The company was deep-rooted in debt and recording exceptional outflow of funds it didn’t have. It dealt with numerous probes and lawsuits challenging its business practices. Activist investors had forced out Chesapeake charismatic co-founder, Mr. Aubrey McClendon, who was responsible to make almost every decision at the firm, down to the form of cheese served in any organization cafeterias.
At that time Mr. Lawler had big boots to fill. However, the CEO believes that there is a type of any inference that taking place of someone implies following the same path they did. But it is not the case with him as he plans to change everything.
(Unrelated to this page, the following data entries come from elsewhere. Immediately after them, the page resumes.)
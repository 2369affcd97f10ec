//! Password hashing, verification and policy checks

use argon2::password_hash::rand_core::OsRng;
use argon2::password_hash::{PasswordHash, PasswordHasher, PasswordVerifier, SaltString};
use argon2::{Algorithm, Argon2, Params, Version};
use rand::seq::SliceRandom;
use rand::Rng;

use crate::error::{FlagGateError, Result};

const MIN_PASSWORD_LEN: usize = 8;
const MAX_PASSWORD_LEN: usize = 128;
const MAX_EMAIL_LEN: usize = 254;
const TEMP_PASSWORD_LEN: usize = 12;

const LOWER: &[u8] = b"abcdefghijklmnopqrstuvwxyz";
const UPPER: &[u8] = b"ABCDEFGHIJKLMNOPQRSTUVWXYZ";
const DIGITS: &[u8] = b"0123456789";
const SYMBOLS: &[u8] = b"!@#$%^&*-_=+?";

/// Argon2id hasher. Verification is constant-time with respect to the hash contents.
#[derive(Clone)]
pub struct CredentialHasher {
    argon2: Argon2<'static>,
}

impl CredentialHasher {
    /// Hasher with the argon2 crate's recommended parameters
    pub fn new() -> Self {
        Self {
            argon2: Argon2::default(),
        }
    }

    /// Hasher with explicit cost parameters (memory in KiB)
    pub fn with_params(memory_kib: u32, iterations: u32, parallelism: u32) -> Result<Self> {
        let params = Params::new(memory_kib, iterations, parallelism, None)
            .map_err(|e| FlagGateError::Config(format!("invalid argon2 parameters: {}", e)))?;
        Ok(Self {
            argon2: Argon2::new(Algorithm::Argon2id, Version::V0x13, params),
        })
    }

    pub fn hash(&self, password: &str) -> Result<String> {
        let salt = SaltString::generate(&mut OsRng);
        self.argon2
            .hash_password(password.as_bytes(), &salt)
            .map(|hash| hash.to_string())
            .map_err(|e| FlagGateError::Internal(format!("failed to hash password: {}", e)))
    }

    /// An unparsable stored hash never verifies
    pub fn verify(&self, password: &str, stored_hash: &str) -> bool {
        match PasswordHash::new(stored_hash) {
            Ok(parsed) => self
                .argon2
                .verify_password(password.as_bytes(), &parsed)
                .is_ok(),
            Err(_) => false,
        }
    }
}

impl Default for CredentialHasher {
    fn default() -> Self {
        Self::new()
    }
}

/// Checks a new password against the complexity policy
pub fn validate_password(password: &str) -> Result<()> {
    if password.is_empty() {
        return Err(FlagGateError::Validation("password cannot be empty".to_string()));
    }
    if password.chars().count() < MIN_PASSWORD_LEN {
        return Err(FlagGateError::Validation(format!(
            "password must be at least {} characters long",
            MIN_PASSWORD_LEN
        )));
    }
    if password.chars().count() > MAX_PASSWORD_LEN {
        return Err(FlagGateError::Validation(format!(
            "password must be at most {} characters long",
            MAX_PASSWORD_LEN
        )));
    }

    let has_lower = password.chars().any(|c| c.is_lowercase());
    let has_upper = password.chars().any(|c| c.is_uppercase());
    let has_digit = password.chars().any(|c| c.is_ascii_digit());
    let has_symbol = password
        .chars()
        .any(|c| !c.is_alphanumeric() && !c.is_whitespace());

    if !(has_lower && has_upper && has_digit && has_symbol) {
        return Err(FlagGateError::Validation(
            "password must contain an uppercase letter, a lowercase letter, a digit and a symbol"
                .to_string(),
        ));
    }
    Ok(())
}

/// Minimal structural email check
pub fn validate_email(email: &str) -> Result<()> {
    let invalid = || FlagGateError::Validation("invalid email address".to_string());

    if email.is_empty() || email.len() > MAX_EMAIL_LEN || email.chars().any(char::is_whitespace) {
        return Err(invalid());
    }
    let (local, domain) = email.split_once('@').ok_or_else(invalid)?;
    if local.is_empty() || domain.contains('@') {
        return Err(invalid());
    }
    let labels: Vec<&str> = domain.split('.').collect();
    if labels.len() < 2 || labels.iter().any(|l| l.is_empty()) {
        return Err(invalid());
    }
    Ok(())
}

/// Generates a one-time password handed out at provisioning.
/// Always contains at least one character of each class.
pub fn generate_temp_password() -> String {
    let mut rng = rand::rngs::OsRng;
    let all: Vec<u8> = [LOWER, UPPER, DIGITS, SYMBOLS].concat();

    let mut chars: Vec<u8> = [LOWER, UPPER, DIGITS, SYMBOLS]
        .iter()
        .map(|set| set[rng.gen_range(0..set.len())])
        .collect();
    while chars.len() < TEMP_PASSWORD_LEN {
        chars.push(all[rng.gen_range(0..all.len())]);
    }
    chars.shuffle(&mut rng);

    chars.into_iter().map(char::from).collect()
}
Lawler need to deal with the challenge at a time when the entire energy industry is struggling to cope up with plunging gas and oil prices. But the obstacles are extreme in Chesapeake Energy’s case. Therefore, Lawler has fetched no public criticism, not even from ex-executives. Lawler begun his career at Kerr-McGee Corp., which was acquired by Anadarko Petroleum Corp. He speedily climbed the ranks in Anadarko; by the time Chesapeake Energy’s recruiters approached in 2013, Lawler was a member of Anadarko’s executive committee, and in the race to head the firm someday.
Considering that Chesapeake Energy Corporation (NYSE:CHK)’s woes had been the subject matter of the energy industry and highlighted in the national press, Lawler thought he was aware of how distressed the company was. He refused to meet the board twicebefore deciding to accept the new challenging role.